Henry Gunawan Disebut “Artis Ganteng” yang Mahir Menipu

    36
    0
    Teguh Kinarto, mantan Direktur Utama PT Gala Bumi Perkasa saat menjadi saksi di persidangan Henry Gunawan, di Pengadilan Negeri Surabaya, Senin (20/11/2017). Saksi menyebut jika dirinya merasa ditipu dan dimanfaatkan oleh terdakwa Henry Gunawan.

    SIAGAINDONESIA.COM Sidang penggelapan dan penipuan yang menjerat Henry J Gunawan atas laporan Notaris Caroline C Kalampung kembali berlanjut di Pengadilan Negeri (PN) Surabaya, Senin (20/11/2017).

    Jaksa Penuntut Umum (JPU) Ali Prakoso menghadirkan tiga saksi, yakni Teguh Kinarto, Notaris Paulus, Widjijono Nurhadi. Ketiga saksi itu didengarkan keterangannya secara terpisah. Saksi Teguh Kinarto didengarkan terlebih dahulu, dilanjutkan Notaris Paulus dan terakhir Widjijono Nurhadi.

    Di hadapan majelis hakim yang diketuai Unggul Warso Mukti, Teguh Kinarto yang merupakan mantan Direktur Utama PT Gala Bumi Perkasa (GBP) menyebut jika dirinya merasa ditipu dan dimanfaatkan oleh Henry Gunawan.

    Teguh mengaku diminta terdakwa Henry untuk menandatangani akte jual beli tanah di Claket, Malang, dengan obyek properti sertifikat hak guna bangunan (SHGB) Nomer 66. Tanah tersebut rencananya akan dijadikan aset untuk PT GBP. Selanjutnya tanah akan dibangun rumah sakit dan hotel.

    Dari pembangunan rumah sakit dan hotel, Teguh Kinarto mendapat tawaran pembangunan obyek tanah dengan investasi sebesar 25%, dengan hitung-hitungan 10% untuk Widji, dan 15% untuk Teguh.

    Pada tanggal 12 Juni 2010 dibuatlah kesepakatan menaruh saham sebesar 15 persen atau setara kurang lebih Rp 1,2 milliar.

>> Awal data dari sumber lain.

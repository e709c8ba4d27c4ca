//! Permanent conversion of a GP: eligibility, ballots and quorum.

use chrono::{DateTime, Duration, Utc};
use serde::{Deserialize, Serialize};

use crate::constants::{
    CONVERSION_QUORUM_PERCENT, DEFAULT_ELIGIBLE_MIN_MEMBERS, DEFAULT_ELIGIBLE_MIN_MESSAGES,
    DEFAULT_ELIGIBLE_MIN_MINUTES,
};
use crate::types::{GpStatus, UserId, VoteChoice};

#[derive(Debug, Clone, Copy, PartialEq, Eq)]
pub struct EligibilityThresholds {
    pub min_members: usize,
    pub min_messages: u32,
    pub min_minutes: i64,
}

impl Default for EligibilityThresholds {
    fn default() -> Self {
        Self {
            min_members: DEFAULT_ELIGIBLE_MIN_MEMBERS,
            min_messages: DEFAULT_ELIGIBLE_MIN_MESSAGES,
            min_minutes: DEFAULT_ELIGIBLE_MIN_MINUTES,
        }
    }
}

/// GP state consulted by the eligibility predicate.
#[derive(Debug, Clone, Copy)]
pub struct ActivityFacts {
    pub status: GpStatus,
    pub member_count: usize,
    pub message_count: u32,
    pub first_message_at: Option<DateTime<Utc>>,
}

pub fn is_eligible(
    thresholds: &EligibilityThresholds,
    facts: &ActivityFacts,
    now: DateTime<Utc>,
) -> bool {
    if facts.status != GpStatus::Active {
        return false;
    }
    let Some(first) = facts.first_message_at else {
        return false;
    };
    facts.member_count >= thresholds.min_members
        && facts.message_count >= thresholds.min_messages
        && now - first >= Duration::minutes(thresholds.min_minutes)
}

#[derive(Debug, Clone, PartialEq, Eq, Serialize, Deserialize)]
#[serde(rename_all = "camelCase")]
pub struct Ballot {
    pub user: UserId,
    pub vote: VoteChoice,
    pub voted_at: DateTime<Utc>,
}

/// Insert or overwrite `user`'s ballot.
pub fn record_vote(ballots: &mut Vec<Ballot>, user: UserId, vote: VoteChoice, now: DateTime<Utc>) {
    match ballots.iter_mut().find(|b| b.user == user) {
        Some(existing) => {
            existing.vote = vote;
            existing.voted_at = now;
        }
        None => ballots.push(Ballot {
            user,
            vote,
            voted_at: now,
        }),
    }
}

#[derive(Debug, Clone, Copy, PartialEq, Eq, Serialize)]
#[serde(rename_all = "camelCase")]
pub struct VoteTally {
    pub yes_votes: usize,
    pub no_votes: usize,
    pub total_votes: usize,
    pub total_members: usize,
    /// Yes-votes as a whole percentage of current membership.
    pub yes_percentage: u32,
    pub approved: bool,
}

/// Count ballots of current members and apply the quorum.
///
/// The denominator is the whole membership, so abstentions count against
/// conversion. Ballots from users who have since left are ignored.
pub fn tally(ballots: &[Ballot], members: &[UserId]) -> VoteTally {
    let current: Vec<&Ballot> = ballots.iter().filter(|b| members.contains(&b.user)).collect();
    let yes = current.iter().filter(|b| b.vote == VoteChoice::Yes).count();
    let no = current.len() - yes;
    let total_members = members.len();

    let yes_percentage = if total_members == 0 {
        0
    } else {
        ((yes as f64 / total_members as f64) * 100.0).round() as u32
    };
    let approved =
        total_members > 0 && (yes as u64) * 100 >= u64::from(CONVERSION_QUORUM_PERCENT) * total_members as u64;

    VoteTally {
        yes_votes: yes,
        no_votes: no,
        total_votes: current.len(),
        total_members,
        yes_percentage,
        approved,
    }
}

/// First member in join order who is not the creator.
pub fn pick_moderator(members: &[UserId], creator: UserId) -> Option<UserId> {
    members.iter().copied().find(|m| *m != creator)
}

    Namun diakui Teguh, proyek tersebut akhirnya gagal karena ditolak bank. Hal yang menyebabkan proyek gagal, karena HGB itu belum dibalik nama oleh Hermanto. Dan pihak GBP ternyata memanfaatkan kesempatan itu untuk menjual kembali SHGB No 66 milik Hermanto tanpa sepengetahuan yang bersangkutan kepada orang lain dengan harga Rp 10,5 miliar.

    Saat itulah Teguh mengaku kecewa dengan terdakwa Henry. Dia tidak tahu kalau tanah itu dijual kembali. “Seandainya saya tahu tanah tersebut sudah dijual pada bulan April 2010, tentu saya tidak mau menandatangani kesepakatan tersebut,” tegas Teguh.

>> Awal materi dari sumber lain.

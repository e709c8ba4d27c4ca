//! Four-person chat rooms.

use std::collections::HashSet;

use chrono::{DateTime, Duration, Utc};
use rusqlite::{params, Connection, OptionalExtension, TransactionBehavior};

use vibesync_shared::constants::CHAT_ROOM_TTL_HOURS;
use vibesync_shared::planner::{RoomPlan, VibeDiversity};
use vibesync_shared::{MessageId, RoomId, UserId};

use crate::database::{parse_ts, parse_uuid, trunc_ms, ts, Database};
use crate::error::{not_found, Result};
use crate::models::{ChatRoom, RoomMessage};

const ROOM_COLUMNS: &str =
    "id, expires_at, is_expired, low_energy, mid_energy, high_energy, average_similarity, created_at";

impl Database {
    /// The newest live room `user` belongs to, if any.
    pub fn active_room_for_user(&self, user: UserId, now: DateTime<Utc>) -> Result<Option<ChatRoom>> {
        let id: Option<String> = self
            .conn()
            .query_row(
                "SELECT r.id
                 FROM chat_rooms r
                 JOIN room_participants p ON p.room_id = r.id
                 WHERE p.user_id = ?1 AND r.is_expired = 0 AND r.expires_at > ?2
                 ORDER BY r.created_at DESC
                 LIMIT 1",
                params![user.to_string(), ts(now)],
                |row| row.get(0),
            )
            .optional()?;

        match id {
            Some(id) => Ok(Some(self.get_room(RoomId::parse(&id)?)?)),
            None => Ok(None),
        }
    }

    /// Everyone currently in a live room.
    pub fn users_in_live_rooms(&self, now: DateTime<Utc>) -> Result<HashSet<UserId>> {
        let mut stmt = self.conn().prepare(
            "SELECT DISTINCT p.user_id
             FROM room_participants p
             JOIN chat_rooms r ON r.id = p.room_id
             WHERE r.is_expired = 0 AND r.expires_at > ?1",
        )?;
        let rows = stmt.query_map(params![ts(now)], |row| {
            let raw: String = row.get(0)?;
            parse_uuid(0, &raw).map(UserId)
        })?;

        let mut users = HashSet::new();
        for row in rows {
            users.insert(row?);
        }
        Ok(users)
    }

    /// Persist a planned room. Expires [`CHAT_ROOM_TTL_HOURS`] from `now`.
    pub fn create_room(&mut self, plan: &RoomPlan, now: DateTime<Utc>) -> Result<ChatRoom> {
        let now = trunc_ms(now);
        let room = ChatRoom {
            id: RoomId::new(),
            participants: plan.participants.clone(),
            expires_at: now + Duration::hours(CHAT_ROOM_TTL_HOURS),
            is_expired: false,
            vibe_diversity: plan.vibe_diversity,
            average_similarity: plan.average_similarity,
            created_at: now,
        };

        let tx = self
            .conn_mut()
            .transaction_with_behavior(TransactionBehavior::Immediate)?;
        tx.execute(
            "INSERT INTO chat_rooms (id, expires_at, is_expired, low_energy, mid_energy,
                                     high_energy, average_similarity, created_at)
             VALUES (?1, ?2, 0, ?3, ?4, ?5, ?6, ?7)",
            params![
                room.id.to_string(),
                ts(room.expires_at),
                room.vibe_diversity.low_energy,
                room.vibe_diversity.mid_energy,
                room.vibe_diversity.high_energy,
                room.average_similarity,
                ts(now),
            ],
        )?;
        {
            let mut stmt = tx.prepare(
                "INSERT INTO room_participants (room_id, user_id, position) VALUES (?1, ?2, ?3)",
            )?;
            for (position, user) in room.participants.iter().enumerate() {
                stmt.execute(params![room.id.to_string(), user.to_string(), position as i64])?;
            }
        }
        tx.commit()?;

        tracing::debug!(room = %room.id, size = room.participants.len(), "chat room created");
        Ok(room)
    }

    pub fn get_room(&self, id: RoomId) -> Result<ChatRoom> {
        load_room(self.conn(), id)
    }

    /// Rooms `user` has been in, newest first.
    pub fn list_rooms_for_user(&self, user: UserId) -> Result<Vec<ChatRoom>> {
        let mut stmt = self.conn().prepare(
            "SELECT r.id
             FROM chat_rooms r
             JOIN room_participants p ON p.room_id = r.id
             WHERE p.user_id = ?1
             ORDER BY r.created_at DESC",
        )?;
        let ids = stmt.query_map(params![user.to_string()], |row| {
            let raw: String = row.get(0)?;
            parse_uuid(0, &raw).map(RoomId)
        })?;

        let mut rooms = Vec::new();
        for id in ids {
            rooms.push(self.get_room(id?)?);
        }
        Ok(rooms)
    }

    /// Messages in submission order, each with its readers.
    pub fn list_room_messages(&self, room: RoomId) -> Result<Vec<RoomMessage>> {
        let mut stmt = self.conn().prepare(
            "SELECT id, room_id, sender_id, text, created_at
             FROM room_messages WHERE room_id = ?1 ORDER BY seq ASC",
        )?;
        let rows = stmt.query_map(params![room.to_string()], row_to_message)?;

        let mut messages = Vec::new();
        for row in rows {
            messages.push(row?);
        }

        let mut readers = self.conn().prepare(
            "SELECT user_id FROM room_message_reads WHERE message_id = ?1 ORDER BY rowid ASC",
        )?;
        for message in &mut messages {
            let rows = readers.query_map(params![message.id.to_string()], |row| {
                let raw: String = row.get(0)?;
                parse_uuid(0, &raw).map(UserId)
            })?;
            for row in rows {
                message.read_by.push(row?);
            }
        }
        Ok(messages)
    }

    /// Append a message; the sender has read it by definition.
    pub fn append_room_message(
        &mut self,
        room: RoomId,
        sender: UserId,
        text: &str,
        now: DateTime<Utc>,
    ) -> Result<RoomMessage> {
        let message = RoomMessage {
            id: MessageId::new(),
            room_id: room,
            sender,
            text: text.to_string(),
            read_by: vec![sender],
            created_at: trunc_ms(now),
        };

        let tx = self.conn_mut().transaction()?;
        tx.execute(
            "INSERT INTO room_messages (id, room_id, sender_id, text, created_at)
             VALUES (?1, ?2, ?3, ?4, ?5)",
            params![
                message.id.to_string(),
                room.to_string(),
                sender.to_string(),
                message.text,
                ts(message.created_at),
            ],
        )?;
        tx.execute(
            "INSERT INTO room_message_reads (message_id, user_id) VALUES (?1, ?2)",
            params![message.id.to_string(), sender.to_string()],
        )?;
        tx.commit()?;
        Ok(message)
    }

    /// Add `reader` to every message in the room they have not read yet.
    pub fn mark_room_read(&self, room: RoomId, reader: UserId) -> Result<usize> {
        Ok(self.conn().execute(
            "INSERT OR IGNORE INTO room_message_reads (message_id, user_id)
             SELECT id, ?2 FROM room_messages WHERE room_id = ?1",
            params![room.to_string(), reader.to_string()],
        )?)
    }

    /// Flag a single room as expired. Returns `true` if it changed.
    pub fn expire_room(&self, id: RoomId) -> Result<bool> {
        let affected = self.conn().execute(
            "UPDATE chat_rooms SET is_expired = 1 WHERE id = ?1 AND is_expired = 0",
            params![id.to_string()],
        )?;
        Ok(affected > 0)
    }

    /// Sweep: flag every room past its expiry. Idempotent.
    pub fn expire_rooms(&self, now: DateTime<Utc>) -> Result<usize> {
        Ok(self.conn().execute(
            "UPDATE chat_rooms SET is_expired = 1 WHERE is_expired = 0 AND expires_at <= ?1",
            params![ts(now)],
        )?)
    }
}

fn load_room(conn: &Connection, id: RoomId) -> Result<ChatRoom> {
    let mut room = conn
        .query_row(
            &format!("SELECT {ROOM_COLUMNS} FROM chat_rooms WHERE id = ?1"),
            params![id.to_string()],
            row_to_room,
        )
        .map_err(not_found)?;

    let mut stmt = conn.prepare(
        "SELECT user_id FROM room_participants WHERE room_id = ?1 ORDER BY position ASC",
    )?;
    let rows = stmt.query_map(params![id.to_string()], |row| {
        let raw: String = row.get(0)?;
        parse_uuid(0, &raw).map(UserId)
    })?;
    for row in rows {
        room.participants.push(row?);
    }
    Ok(room)
}

fn row_to_room(row: &rusqlite::Row<'_>) -> rusqlite::Result<ChatRoom> {
    let id: String = row.get(0)?;
    let expires: String = row.get(1)?;
    let is_expired: i64 = row.get(2)?;
    let created: String = row.get(7)?;

    Ok(ChatRoom {
        id: RoomId(parse_uuid(0, &id)?),
        participants: Vec::new(),
        expires_at: parse_ts(1, &expires)?,
        is_expired: is_expired != 0,
        vibe_diversity: VibeDiversity {
            low_energy: row.get(3)?,
            mid_energy: row.get(4)?,
            high_energy: row.get(5)?,
        },
        average_similarity: row.get(6)?,
        created_at: parse_ts(7, &created)?,
    })
}

fn row_to_message(row: &rusqlite::Row<'_>) -> rusqlite::Result<RoomMessage> {
    let id: String = row.get(0)?;
    let room: String = row.get(1)?;
    let sender: String = row.get(2)?;
    let created: String = row.get(4)?;

    Ok(RoomMessage {
        id: MessageId(parse_uuid(0, &id)?),
        room_id: RoomId(parse_uuid(1, &room)?),
        sender: UserId(parse_uuid(2, &sender)?),
        text: row.get(3)?,
        read_by: Vec::new(),
        created_at: parse_ts(4, &created)?,
    })
}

    Teguh sendiri membantah mengenal Hermanto. Dia tahunya hanya disuruh untuk tandatangan akta jual beli (AJB) di mana PT GBP sebagai pemilik tanah. “Saya tahunya tanah itu milik PT GBP. Selama menjabat Dirut PT GBP, saya juga tidak tahu apa saja aset perusahaan. Dia (Henry) ini lebih tepat menjadi artis sinetron, karena sudah bohong. Saya merasa ditipu oleh Henry Gunawan yang luar biasa gagah dan ganteng, tapi tukang tipu,” tandas Bos PT Podo Joyo Mashyur tersebut.

    Teguh sendiri menjabat Dirut PT GBP terakhir pada April 2012. Selama menjabat Dirut, Teguh mengaku hanya untuk mengamankan modal. “Saya mau jadi Dirut karena untuk mengamankan modal saya yang masuk ke PT GBP,” terangnya.

    Nah, begitu dia diberhentikan Dirut PT GBP lewat RUPS bulan Maret 2012, namun sepanjang perjalanan saksi diminta menandatangani perjanjian antara PT GBP dengan PT Pembangunan Perumahan senilai Rp 245 miliar untuk proyek Pasar Turi. Padahal saksi tidak mengetahui keputusan pemberhentian tersebut.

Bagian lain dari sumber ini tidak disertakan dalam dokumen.